As a sole founder, I have to deal with a lot of challenges that vary in severity and complexity. Since the pandemic started, I think the biggest obstacle our company faced is trying to continue to grow the business from a sales perspective. Pre-pandemic, okko drove its revenue from various channels: our website, retail partnerships, and in-person events. Now, orders predominantly come through a single channel: our website. As we are heavily reliant on a single channel, my challenge has been trying to diversify and grow the sources of website traffic. That means looking into different digital ad platforms as well as growing our #knockout community generally.
What do you think people can do to band together?
Everyone has biases and prejudices. It is human nature. However, I think what sets some people apart is the ability to recognize what those biases are and correct them before they transform into harmful or negative behaviors. I believe that once we break down these walls, we become more open minded to accepting and banding with others.
What techniques or advice do you have for managing your mental health?
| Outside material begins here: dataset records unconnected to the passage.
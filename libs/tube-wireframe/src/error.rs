//! # Mesh Errors
//!
//! Error types for tube wireframe generation.

use glam::DVec3;
use thiserror::Error;

/// Errors that can occur during tube wireframe generation.
#[derive(Debug, Error)]
pub enum MeshError {
    /// A face references a point that does not exist
    #[error("Face {face} references point {index} but the mesh has {point_count} points")]
    IndexOutOfRange {
        face: usize,
        index: u32,
        point_count: usize,
    },

    /// An edge endpoint that does not exist
    #[error("Edge endpoint {index} is out of range for {point_count} points")]
    MissingPoint { index: u32, point_count: usize },

    /// An edge whose endpoints coincide has no direction to orient a tube along
    #[error("Degenerate edge: {start} -> {end} has zero length")]
    DegenerateEdge { start: DVec3, end: DVec3 },

    /// Degenerate geometry
    #[error("Degenerate geometry: {message}")]
    DegenerateGeometry { message: String },

    /// Tube options out of range
    #[error("Invalid options: {message}")]
    InvalidOptions { message: String },

    /// Unknown wireframe pattern tag
    #[error("Unknown wireframe mode: {tag}")]
    UnknownMode { tag: String },

    /// Too many vertices
    #[error("Too many vertices: {count} (max: {max})")]
    TooManyVertices { count: usize, max: usize },
}

impl MeshError {
    /// Creates a degenerate geometry error.
    pub fn degenerate(message: impl Into<String>) -> Self {
        Self::DegenerateGeometry {
            message: message.into(),
        }
    }

    /// Creates an invalid options error.
    pub fn invalid_options(message: impl Into<String>) -> Self {
        Self::InvalidOptions {
            message: message.into(),
        }
    }

    /// Creates an unknown mode error.
    pub fn unknown_mode(tag: impl Into<String>) -> Self {
        Self::UnknownMode { tag: tag.into() }
    }
}
//! # Cylinder Primitive
//!
//! Generates an open or capped cylinder (or frustum) around the Y axis,
//! centered at the origin, with per-vertex normals and UVs.
//!
//! Vertex order:
//! 1. Torso grid, `height_segments + 1` rows from top to bottom, each with
//!    `radial_segments + 1` columns (the seam column is duplicated so UVs
//!    wrap cleanly).
//! 2. Top cap, then bottom cap, unless open-ended or the radius is zero.
//!    A cap has one centre vertex per segment followed by a closed ring.

use std::f64::consts::TAU;

use config::constants::{tube_vertex_count, MAX_VERTICES};
use glam::{DVec2, DVec3};

use crate::error::MeshError;

/// Cylinder geometry with one normal and one UV per vertex.
#[derive(Debug, Clone, Default)]
pub struct CylinderMesh {
    /// Vertex positions
    pub positions: Vec<DVec3>,
    /// Vertex normals
    pub normals: Vec<DVec3>,
    /// Texture coordinates
    pub uvs: Vec<DVec2>,
    /// Triangle indices, three per triangle
    pub indices: Vec<u32>,
}

impl CylinderMesh {
    /// Returns the number of vertices.
    #[inline]
    pub fn vertex_count(&self) -> usize {
        self.positions.len()
    }

    /// Returns the number of triangles.
    #[inline]
    pub fn triangle_count(&self) -> usize {
        self.indices.len() / 3
    }

    fn push(&mut self, position: DVec3, normal: DVec3, uv: DVec2) -> u32 {
        let index = self.positions.len() as u32;
        self.positions.push(position);
        self.normals.push(normal);
        self.uvs.push(uv);
        index
    }

    /// Translates every position by `offset`.
    pub fn translate(&mut self, offset: DVec3) {
        for p in &mut self.positions {
            *p += offset;
        }
    }

    /// Computes the axis-aligned bounding box.
    pub fn bounding_box(&self) -> (DVec3, DVec3) {
        let Some(&first) = self.positions.first() else {
            return (DVec3::ZERO, DVec3::ZERO);
        };
        self.positions
            .iter()
            .fold((first, first), |(min, max), &p| (min.min(p), max.max(p)))
    }
}

/// Creates a cylinder or frustum mesh.
///
/// # Arguments
///
/// * `height` - Extent along Y, from `-height/2` to `height/2`
/// * `radius_top` - Radius at `y = height/2`
/// * `radius_bottom` - Radius at `y = -height/2`
/// * `radial_segments` - Number of segments around the circumference
/// * `height_segments` - Number of rows along the axis
/// * `open_ended` - If true, no caps are generated
///
/// # Example
///
/// ```rust
/// use tube_wireframe::primitives::create_cylinder;
///
/// let mesh = create_cylinder(2.0, 1.0, 1.0, 4, 1, false).unwrap();
/// assert_eq!(mesh.vertex_count(), 28);
/// assert_eq!(mesh.triangle_count(), 16);
/// ```
pub fn create_cylinder(
    height: f64,
    radius_top: f64,
    radius_bottom: f64,
    radial_segments: u32,
    height_segments: u32,
    open_ended: bool,
) -> Result<CylinderMesh, MeshError> {
    if height <= 0.0 || !height.is_finite() {
        return Err(MeshError::degenerate(format!(
            "Cylinder height must be positive: {height}"
        )));
    }

    if radius_bottom < 0.0 || radius_top < 0.0 {
        return Err(MeshError::degenerate(format!(
            "Cylinder radii must be non-negative: top={radius_top}, bottom={radius_bottom}"
        )));
    }

    if radius_bottom == 0.0 && radius_top == 0.0 {
        return Err(MeshError::degenerate(
            "Cylinder must have at least one non-zero radius",
        ));
    }

    if radial_segments < 3 {
        return Err(MeshError::degenerate(format!(
            "Cylinder radial segments must be at least 3: {radial_segments}"
        )));
    }

    if height_segments < 1 {
        return Err(MeshError::degenerate(
            "Cylinder needs at least one height segment",
        ));
    }

    let count = tube_vertex_count(radial_segments, height_segments, open_ended);
    if count > MAX_VERTICES {
        return Err(MeshError::TooManyVertices {
            count,
            max: MAX_VERTICES,
        });
    }

    let radial = radial_segments as usize;
    let rows = height_segments as usize;
    let half_height = height / 2.0;
    let slope = (radius_bottom - radius_top) / height;

    let mut mesh = CylinderMesh::default();

    // Torso
    let mut grid: Vec<Vec<u32>> = Vec::with_capacity(rows + 1);
    for y in 0..=rows {
        let v = y as f64 / rows as f64;
        let radius = v * (radius_bottom - radius_top) + radius_top;
        let row = (0..=radial)
            .map(|x| {
                let u = x as f64 / radial as f64;
                let (sin, cos) = (u * TAU).sin_cos();
                mesh.push(
                    DVec3::new(radius * sin, -v * height + half_height, radius * cos),
                    DVec3::new(sin, slope, cos).normalize(),
                    DVec2::new(u, 1.0 - v),
                )
            })
            .collect();
        grid.push(row);
    }

    for x in 0..radial {
        for y in 0..rows {
            let a = grid[y][x];
            let b = grid[y + 1][x];
            let c = grid[y + 1][x + 1];
            let d = grid[y][x + 1];
            mesh.indices.extend_from_slice(&[a, b, d, b, c, d]);
        }
    }

    if !open_ended {
        if radius_top > 0.0 {
            add_cap(&mut mesh, radius_top, half_height, radial, true);
        }
        if radius_bottom > 0.0 {
            add_cap(&mut mesh, radius_bottom, half_height, radial, false);
        }
    }

    Ok(mesh)
}

fn add_cap(mesh: &mut CylinderMesh, radius: f64, half_height: f64, radial: usize, top: bool) {
    let sign = if top { 1.0 } else { -1.0 };
    let normal = DVec3::new(0.0, sign, 0.0);
    let y = half_height * sign;

    // One centre per segment so each wedge gets its own UV seam
    let center_start = mesh.positions.len() as u32;
    for _ in 0..radial {
        mesh.push(DVec3::new(0.0, y, 0.0), normal, DVec2::splat(0.5));
    }

    let ring_start = mesh.positions.len() as u32;
    for x in 0..=radial {
        let u = x as f64 / radial as f64;
        let (sin, cos) = (u * TAU).sin_cos();
        mesh.push(
            DVec3::new(radius * sin, y, radius * cos),
            normal,
            DVec2::new(cos * 0.5 + 0.5, sin * 0.5 * sign + 0.5),
        );
    }

    for x in 0..radial as u32 {
        let c = center_start + x;
        let i = ring_start + x;
        if top {
            mesh.indices.extend_from_slice(&[i, i + 1, c]);
        } else {
            mesh.indices.extend_from_slice(&[i + 1, i, c]);
        }
    }
}

#[cfg(test)]
mod tests {
    use super::*;
    use approx::assert_relative_eq;
    use config::constants::tube_triangle_count;

    #[test]
    fn test_cylinder_basic() {
        let mesh = create_cylinder(10.0, 5.0, 5.0, 32, 1, false).unwrap();
        assert_eq!(mesh.vertex_count(), tube_vertex_count(32, 1, false));
        assert_eq!(mesh.triangle_count(), tube_triangle_count(32, 1, false));
        assert_eq!(mesh.normals.len(), mesh.vertex_count());
        assert_eq!(mesh.uvs.len(), mesh.vertex_count());
        assert!(mesh.indices.iter().all(|&i| (i as usize) < mesh.vertex_count()));
    }

    #[test]
    fn test_cylinder_is_centered_on_y() {
        let mesh = create_cylinder(10.0, 5.0, 5.0, 16, 1, false).unwrap();
        let (min, max) = mesh.bounding_box();
        assert_relative_eq!(min.y, -5.0);
        assert_relative_eq!(max.y, 5.0);
        assert_relative_eq!(max.x, 5.0, epsilon = 1e-12);
        assert_relative_eq!(max.z, 5.0, epsilon = 1e-12);
    }

    #[test]
    fn test_open_ended_has_no_caps() {
        let mesh = create_cylinder(3.0, 1.0, 1.0, 6, 2, true).unwrap();
        assert_eq!(mesh.vertex_count(), 3 * 7);
        assert_eq!(mesh.triangle_count(), 2 * 6 * 2);
        assert!(mesh.normals.iter().all(|n| n.y.abs() < 1e-12));
    }

    #[test]
    fn test_torso_layout() {
        let mesh = create_cylinder(2.0, 1.0, 1.0, 4, 1, true).unwrap();
        // First column of the top row faces +Z
        assert_relative_eq!(mesh.positions[0].z, 1.0);
        assert_relative_eq!(mesh.positions[0].y, 1.0);
        assert_eq!(mesh.uvs[0], DVec2::new(0.0, 1.0));
        // Seam column duplicates the first
        assert!(mesh.positions[4].abs_diff_eq(mesh.positions[0], 1e-12));
        assert_eq!(mesh.uvs[4], DVec2::new(1.0, 1.0));
        // Bottom row
        assert_relative_eq!(mesh.positions[5].y, -1.0);
        assert_eq!(&mesh.indices[..6], &[0, 5, 1, 5, 6, 1]);
    }

    #[test]
    fn test_torso_normals_are_radial() {
        let mesh = create_cylinder(4.0, 2.0, 2.0, 8, 3, true).unwrap();
        for (p, n) in mesh.positions.iter().zip(&mesh.normals) {
            let radial = DVec3::new(p.x, 0.0, p.z).normalize();
            assert!(n.abs_diff_eq(radial, 1e-12));
        }
    }

    #[test]
    fn test_cap_normals_and_winding() {
        let mesh = create_cylinder(2.0, 1.0, 1.0, 4, 1, false).unwrap();
        let torso = 10;
        let cap = 9;
        assert!(mesh.normals[torso..torso + cap].iter().all(|&n| n == DVec3::Y));
        assert!(mesh.normals[torso + cap..].iter().all(|&n| n == -DVec3::Y));

        // Top cap triangles face +Y
        let tri = &mesh.indices[24..27];
        let [a, b, c] = [0, 1, 2].map(|k| mesh.positions[tri[k] as usize]);
        assert!((b - a).cross(c - a).y > 0.0);

        // Bottom cap triangles face -Y
        let tri = &mesh.indices[36..39];
        let [a, b, c] = [0, 1, 2].map(|k| mesh.positions[tri[k] as usize]);
        assert!((b - a).cross(c - a).y < 0.0);
    }

    #[test]
    fn test_torso_winding_faces_outward() {
        let mesh = create_cylinder(2.0, 1.0, 1.0, 8, 1, true).unwrap();
        for tri in mesh.indices.chunks_exact(3) {
            let [a, b, c] = [0, 1, 2].map(|k| mesh.positions[tri[k] as usize]);
            let normal = (b - a).cross(c - a);
            let centroid = (a + b + c) / 3.0;
            assert!(normal.dot(DVec3::new(centroid.x, 0.0, centroid.z)) > 0.0);
        }
    }

    #[test]
    fn test_cone_skips_top_cap() {
        let mesh = create_cylinder(2.0, 0.0, 1.0, 4, 1, false).unwrap();
        assert_eq!(mesh.vertex_count(), 10 + 9);
    }

    #[test]
    fn test_cylinder_rejects_oversized_grid() {
        let err = create_cylinder(1.0, 1.0, 1.0, u32::MAX, u32::MAX, false).unwrap_err();
        assert!(matches!(
            err,
            MeshError::TooManyVertices { count: usize::MAX, max: MAX_VERTICES }
        ));
        let err = create_cylinder(1.0, 1.0, 1.0, 65_535, 65_536, true).unwrap_err();
        assert!(matches!(err, MeshError::TooManyVertices { .. }));
    }

    #[test]
    fn test_cylinder_invalid_height() {
        assert!(create_cylinder(0.0, 5.0, 5.0, 32, 1, false).is_err());
        assert!(create_cylinder(f64::NAN, 5.0, 5.0, 32, 1, false).is_err());
    }

    #[test]
    fn test_cylinder_both_radii_zero() {
        assert!(create_cylinder(10.0, 0.0, 0.0, 32, 1, false).is_err());
    }

    #[test]
    fn test_cylinder_too_few_segments() {
        assert!(create_cylinder(10.0, 5.0, 5.0, 2, 1, false).is_err());
        assert!(create_cylinder(10.0, 5.0, 5.0, 4, 0, false).is_err());
    }
}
For me, self-care and mental health are states of being that are heavily intertwined. Sometimes, self-care can be small things. For example, my weekly mani/pedi is my sacred “me” time (when we could go to get one), and I enjoy tidying up to create a calm living space. However, I also define self-care as the foundational changes we make for better mental health over the long haul. I regularly see a therapist (she’s amazing) to help me work through these improvements. I want to constantly evolve to become a better person for me and my loved ones.
What is the most important lesson you’ve learned or are learning?
Like most people, I have had my ups and downs throughout this pandemic, but I am grateful to be healthy and happy. Based on the experience so far, the biggest lesson has been to give myself a break sometimes. Times are tough, and we need strength, mental and physical, to get through it. To build and maintain that strength, I have to remember to rest and take care of myself first.
What inspires your work?
My #1 source of inspiration is the many women I have met while building out okko. It is actually reflected in our name: okko stands for ‘Our Kind of #KnockOut.’ Our name is an homage to all the women who live unapologetically on their own terms. This confidence is what gets our team going every single morning.
Do you have any advice for someone looking to enter into your field?
My mentor once told me: “You have a dream, and you need to follow it.” For everyone out there with a dream to become an entrepreneur, go out and do it. With more small businesses and diverse founders, the world will be a better place. Owning a business is definitely trying at times, but we entrepreneurs are scrappy and will figure it out.
Silver lining / what are you thankful for?
I am thankful because my family, friends, okko team, and I are all healthy. It’s so easy to get caught up in the day to day and forget about what really matters. For me, that’s the wonderful people who have supported me and whom I love very much.
“My superpower is invisibility, just like okko’s undies.”